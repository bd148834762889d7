//! The stored API token.
//!
//! Credentials live in their own document so that the main configuration can
//! be shared between users while every user keeps a private token.

use crate::{
    configuration::{write_atomically, Configuration, ConfigurationError, APP_NAME},
    http_utils::{api_root, ApiClient, RequestError},
};
use jsonwebtoken::{decode, errors::ErrorKind, DecodingKey, Validation};
use reqwest::header::{HeaderMap, HeaderValue, ACCEPT, AUTHORIZATION, CONTENT_TYPE};
use serde::{Deserialize, Deserializer, Serialize};
use std::{fs, path::Path};
use thiserror::Error;
use tracing::{debug, warn};

const MASK_VISIBLE_CHARS: usize = 8;
const MASK_PREFIX_LENGTH: usize = 24;

#[derive(Debug, Error, PartialEq, Eq)]
pub enum CredentialsError {
    #[error("The API access token has not been set! Please see: {} configure", APP_NAME)]
    MissingToken,
    #[error("The API access token is malformed! Please regenerate it and run: {} configure", APP_NAME)]
    MalformedToken,
    #[error("The API access token has expired! Please regenerate it and run: {} configure", APP_NAME)]
    ExpiredToken,
}

#[derive(Debug, Clone, Default, PartialEq, Eq, Serialize, Deserialize)]
pub struct Credentials {
    #[serde(
        default,
        skip_serializing_if = "Option::is_none",
        deserialize_with = "empty_as_none"
    )]
    jwt: Option<String>,
}

fn empty_as_none<'de, D>(deserializer: D) -> Result<Option<String>, D::Error>
where
    D: Deserializer<'de>,
{
    let value = Option::<String>::deserialize(deserializer)?;
    Ok(value.filter(|v| !v.is_empty()))
}

#[derive(Debug, Deserialize)]
struct Claims {
    exp: Option<u64>,
}

impl Credentials {
    /// An empty token is the same as no token.
    pub fn new(jwt: Option<String>) -> Self {
        Self {
            jwt: jwt.filter(|v| !v.is_empty()),
        }
    }

    pub fn jwt(&self) -> Option<&str> {
        self.jwt.as_deref()
    }

    pub fn has_token(&self) -> bool {
        self.jwt.is_some()
    }

    pub fn load_or_default(path: &Path) -> Result<Credentials, ConfigurationError> {
        if !path.exists() {
            warn!(
                "Could not locate: {}. Using blank credentials instead",
                path.display()
            );
            return Ok(Credentials::default());
        }

        let data = fs::read_to_string(path).map_err(|cause| ConfigurationError::FailedToLoadData {
            path: path.to_path_buf(),
            cause: Box::new(cause),
        })?;
        if data.trim().is_empty() {
            return Ok(Credentials::default());
        }

        serde_yaml::from_str(&data).map_err(|cause| ConfigurationError::FailedToLoadData {
            path: path.to_path_buf(),
            cause: Box::new(cause),
        })
    }

    /// An absent token is left out of the document entirely.
    pub fn save(&self, path: &Path) -> Result<(), ConfigurationError> {
        let data = serde_yaml::to_string(self).map_err(|cause| {
            ConfigurationError::FailedToWriteData {
                path: path.to_path_buf(),
                cause: Box::new(cause),
            }
        })?;
        write_atomically(path, &data)
    }

    pub fn headers(&self) -> Result<HeaderMap, RequestError> {
        let mut headers = HeaderMap::new();
        headers.insert(ACCEPT, HeaderValue::from_static("application/json"));
        headers.insert(CONTENT_TYPE, HeaderValue::from_static("application/json"));

        let mut bearer = HeaderValue::from_str(&format!("Bearer {}", self.jwt().unwrap_or("")))
            .map_err(|_| RequestError::InvalidToken)?;
        bearer.set_sensitive(true);
        headers.insert(AUTHORIZATION, bearer);

        Ok(headers)
    }

    /// Builds a client rooted at `base_url` + `api_prefix` carrying this token.
    pub fn build_client(&self, configuration: &Configuration) -> Result<ApiClient, RequestError> {
        let base_url = configuration
            .base_url()
            .ok_or(RequestError::MissingBaseUrl)?;
        let root = api_root(base_url, configuration.api_prefix())?;
        debug!("API root: {}", root);
        ApiClient::new(root, self.headers()?)
    }

    pub fn check_token_freshness(&self) -> Result<(), CredentialsError> {
        match self.jwt() {
            Some(token) => check_token_freshness(token),
            None => Err(CredentialsError::MissingToken),
        }
    }
}

/// Decodes the claims without verifying the signature and rejects expired tokens.
///
/// The signature can only be checked by the service, so any well-formed
/// token passes unless its `exp` claim lies in the past.
pub fn check_token_freshness(token: &str) -> Result<(), CredentialsError> {
    let mut validation = Validation::default();
    validation.insecure_disable_signature_validation();
    validation.required_spec_claims.clear();
    validation.validate_exp = true;
    validation.validate_aud = false;
    validation.leeway = 0;

    // The key is never consulted once signature validation is off.
    let key = DecodingKey::from_secret(&[]);
    let data = decode::<Claims>(token, &key, &validation).map_err(|e| match e.kind() {
        ErrorKind::ExpiredSignature => CredentialsError::ExpiredToken,
        _ => {
            debug!("Token could not be decoded: {}", e);
            CredentialsError::MalformedToken
        }
    })?;

    debug!("Token expires at: {:?}", data.claims.exp);
    Ok(())
}

/// Hides all but the last eight characters of a token for display.
pub fn mask(token: Option<&str>) -> Option<String> {
    let token = token?;
    let length = token.chars().count();
    if length < MASK_VISIBLE_CHARS {
        return Some("*".repeat(length));
    }

    let tail: String = token.chars().skip(length - MASK_VISIBLE_CHARS).collect();
    Some(format!("{}{}", "*".repeat(MASK_PREFIX_LENGTH), tail))
}
//! Exit codes for the fact client
//!
//! Every failure a command can raise maps onto one of these codes so that
//! scripts can tell a missing key apart from an expired token or a broken
//! installation.

/// Process exit codes
///
/// Low codes describe problems with the installation or user input, the
/// 20+ band describes things the remote service could not find.
#[derive(Debug, Clone, Copy, PartialEq, Eq)]
pub enum FactExitCode {
    /// Success (0) - Command completed successfully
    Success = 0,

    /// Internal error (1) - Something unexpected happened, contact an administrator
    InternalError = 1,

    /// General error (2) - Recoverable failure without a more specific code
    GeneralError = 2,

    /// Input error (3) - User supplied data must be changed
    InputError = 3,

    /// Validation error (5) - A live check of the configuration failed
    ValidationError = 5,

    /// Credentials error (6) - Token missing, malformed or expired
    CredentialsError = 6,

    /// Permission error (7) - A configuration file can not be written
    PermissionError = 7,

    /// Missing asset (21) - No asset exists with the given name
    MissingAsset = 21,

    /// Missing key (22) - The asset has no entry for the key
    MissingKey = 22,
}

impl FactExitCode {
    /// Convert to numeric exit code
    pub fn code(&self) -> i32 {
        *self as i32
    }

    /// Get descriptive message for the exit code
    pub fn message(&self) -> &'static str {
        match self {
            FactExitCode::Success => "Success",
            FactExitCode::InternalError => "Internal error",
            FactExitCode::GeneralError => "General error",
            FactExitCode::InputError => "Input error",
            FactExitCode::ValidationError => "Validation error",
            FactExitCode::CredentialsError => "Credentials error",
            FactExitCode::PermissionError => "Permission error",
            FactExitCode::MissingAsset => "Asset not found",
            FactExitCode::MissingKey => "Entry not found",
        }
    }
}

impl From<FactExitCode> for i32 {
    fn from(code: FactExitCode) -> Self {
        code.code()
    }
}

#[cfg(test)]
mod tests {
    use super::*;

    #[test]
    fn test_codes_match_published_values() {
        assert_eq!(FactExitCode::Success.code(), exitcode::OK);
        assert_eq!(FactExitCode::InternalError.code(), 1);
        assert_eq!(FactExitCode::InputError.code(), 3);
        assert_eq!(FactExitCode::MissingAsset.code(), 21);
        assert_eq!(i32::from(FactExitCode::MissingKey), 22);
    }
}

-------

The problem
Whenever the word "FailedToLoadData" appears in a line of the listing, report that line.

Solution below
        let data = fs::read_to_string(path).map_err(|cause| ConfigurationError::FailedToLoadData {
        serde_yaml::from_str(&data).map_err(|cause| ConfigurationError::FailedToLoadData {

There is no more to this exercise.